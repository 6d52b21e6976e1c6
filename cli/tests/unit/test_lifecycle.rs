//! Deployment record lifecycle tests

mod common;

use std::sync::Arc;
use std::time::Duration;

use deploy_api::models::{
    CreateDeploymentResponse, DeploymentPhase, DeploymentStatus, LockInfo, PENDING_BUILD_VERSION,
};
use deployctl::deploy::lifecycle::LifecycleManager;
use deployctl::errors::CliError;

use common::{RecordingStore, StoreCall, DEPLOYMENT_ID};

const REPORT_TIMEOUT: Duration = Duration::from_secs(10);

async fn created(store: &RecordingStore) -> LifecycleManager {
    LifecycleManager::create(Arc::new(store.clone()), "shop", "prod", None, REPORT_TIMEOUT)
        .await
        .unwrap()
}

#[tokio::test]
async fn test_create_uses_pending_placeholder() {
    let store = RecordingStore::new();
    let lifecycle = created(&store).await;

    assert_eq!(lifecycle.id(), DEPLOYMENT_ID);
    assert_eq!(lifecycle.terminal_status(), None);
    match &store.calls()[0] {
        StoreCall::Create(request) => {
            assert_eq!(request.app_name, "shop");
            assert_eq!(request.cluster_id, "prod");
            assert_eq!(request.app_version_id, PENDING_BUILD_VERSION);
        }
        other => panic!("unexpected call: {:?}", other),
    }
}

#[tokio::test]
async fn test_create_blocked_by_lock() {
    let store = RecordingStore::locked(LockInfo {
        blocking_deployment_id: "dep-41".to_string(),
        ..Default::default()
    });

    let err = LifecycleManager::create(Arc::new(store), "shop", "prod", None, REPORT_TIMEOUT)
        .await
        .unwrap_err();

    match err {
        CliError::DeploymentBlocked(lock) => assert_eq!(lock.blocking_deployment_id, "dep-41"),
        other => panic!("unexpected error: {:?}", other),
    }
}

#[tokio::test]
async fn test_create_rejected_or_empty() {
    let rejected = RecordingStore::new().with_create_response(CreateDeploymentResponse {
        error: Some("app not found".to_string()),
        ..Default::default()
    });
    let err = LifecycleManager::create(Arc::new(rejected), "shop", "prod", None, REPORT_TIMEOUT)
        .await
        .unwrap_err();
    assert!(matches!(err, CliError::StoreError(ref m) if m == "app not found"));

    let empty = RecordingStore::new().with_create_response(CreateDeploymentResponse::default());
    let err = LifecycleManager::create(Arc::new(empty), "shop", "prod", None, REPORT_TIMEOUT)
        .await
        .unwrap_err();
    assert!(matches!(err, CliError::StoreError(_)));
}

#[tokio::test]
async fn test_phase_only_moves_forward() {
    let store = RecordingStore::new();
    let lifecycle = created(&store).await;

    lifecycle.advance_phase(DeploymentPhase::Uploading).await;
    lifecycle.advance_phase(DeploymentPhase::Building).await;
    lifecycle.advance_phase(DeploymentPhase::Building).await;
    lifecycle.advance_phase(DeploymentPhase::Uploading).await;
    lifecycle.advance_phase(DeploymentPhase::Pushing).await;

    assert_eq!(
        store.phases(),
        vec![
            DeploymentPhase::Uploading,
            DeploymentPhase::Building,
            DeploymentPhase::Pushing
        ]
    );
}

#[tokio::test]
async fn test_terminal_status_is_claimed_once() {
    let store = RecordingStore::new();
    let lifecycle = created(&store).await;

    assert!(lifecycle.mark_active().await);
    assert!(!lifecycle.mark_failed("late failure", &[], &[]).await);
    assert!(!lifecycle.mark_active().await);

    assert_eq!(lifecycle.terminal_status(), Some(DeploymentStatus::Active));
    assert_eq!(store.active_marks(), 1);
    assert!(store.failure_marks().is_empty());
}

#[tokio::test]
async fn test_mark_failed_reports_logs_or_errors() {
    let store = RecordingStore::new();
    let lifecycle = created(&store).await;
    let logs = vec!["step 1".to_string(), "step 2".to_string()];
    lifecycle
        .mark_failed("Build failed: boom", &logs, &["boom".to_string()])
        .await;
    match &store.failure_marks()[..] {
        [StoreCall::Failed { message, logs }] => {
            assert_eq!(message, "Build failed: boom");
            assert_eq!(logs, "step 1\nstep 2");
        }
        other => panic!("unexpected calls: {:?}", other),
    }

    let store = RecordingStore::new();
    let lifecycle = created(&store).await;
    let errors = vec!["exit code: 2".to_string(), "missing file".to_string()];
    lifecycle.mark_failed("Build failed", &[], &errors).await;
    match &store.failure_marks()[..] {
        [StoreCall::Failed { logs, .. }] => assert_eq!(logs, "exit code: 2\nmissing file"),
        other => panic!("unexpected calls: {:?}", other),
    }
    assert_eq!(lifecycle.terminal_status(), Some(DeploymentStatus::Failed));
}

#[tokio::test]
async fn test_mark_failed_falls_back_to_status_update() {
    let store = RecordingStore::new().failing_rich_update();
    let lifecycle = created(&store).await;

    assert!(lifecycle.mark_failed("Deploy cancelled by user", &[], &[]).await);

    match &store.failure_marks()[..] {
        [StoreCall::Status(DeploymentStatus::Failed, Some(message))] => {
            assert_eq!(message, "Deploy cancelled by user");
        }
        other => panic!("unexpected calls: {:?}", other),
    }
}

#[tokio::test(start_paused = true)]
async fn test_slow_failure_report_is_bounded() {
    let store = RecordingStore::new().slow_failure_report(Duration::from_secs(300));
    let lifecycle = LifecycleManager::create(
        Arc::new(store.clone()),
        "shop",
        "prod",
        None,
        Duration::from_secs(2),
    )
    .await
    .unwrap();

    let started = tokio::time::Instant::now();
    assert!(lifecycle.mark_failed("Buildkit startup timeout", &[], &[]).await);

    assert!(started.elapsed() < Duration::from_secs(3));
    assert!(store.failure_marks().is_empty());
    assert_eq!(lifecycle.terminal_status(), Some(DeploymentStatus::Failed));
}
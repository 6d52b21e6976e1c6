//! Deploy command options

use std::path::PathBuf;
use std::time::Duration;

use crate::logs::LogLevel;
use crate::progress::printer::ExplainFormat;

/// Options of one `deploy` invocation, resolved from flags and settings
#[derive(Debug, Clone)]
pub struct DeployOptions {
    /// App name; falls back to the app config, then the directory name
    pub app_name: Option<String>,

    /// Directory holding the app source
    pub dir: PathBuf,

    /// Cluster name; falls back to the active cluster of the settings
    pub cluster: Option<String>,

    /// Print every build step instead of the live view
    pub explain: bool,

    /// Line format used in explain mode
    pub explain_format: ExplainFormat,

    /// Overrides the settings log level
    pub log_level: Option<LogLevel>,

    /// Overrides the settings stall window
    pub stall_window: Option<Duration>,

    /// Attach git metadata to the deployment record
    pub inspect_git: bool,

    /// Skip the confirmation prompt
    pub force: bool,
}

impl Default for DeployOptions {
    fn default() -> Self {
        Self {
            app_name: None,
            dir: PathBuf::from("."),
            cluster: None,
            explain: false,
            explain_format: ExplainFormat::Auto,
            log_level: None,
            stall_window: None,
            inspect_git: true,
            force: false,
        }
    }
}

## BRIEF
Would you copy, word for word, only the lines from the start of the listing to the one that contains "use deployctl::errors::CliError;", both included?

## TASK OUTPUT
repository 6d52b21e6976e1c6
filename cli/tests/unit/test_lifecycle.rs
//! Deployment record lifecycle tests

mod common;

use std::sync::Arc;
use std::time::Duration;

use deploy_api::models::{
    CreateDeploymentResponse, DeploymentPhase, DeploymentStatus, LockInfo, PENDING_BUILD_VERSION,
};
use deployctl::deploy::lifecycle::LifecycleManager;
use deployctl::errors::CliError;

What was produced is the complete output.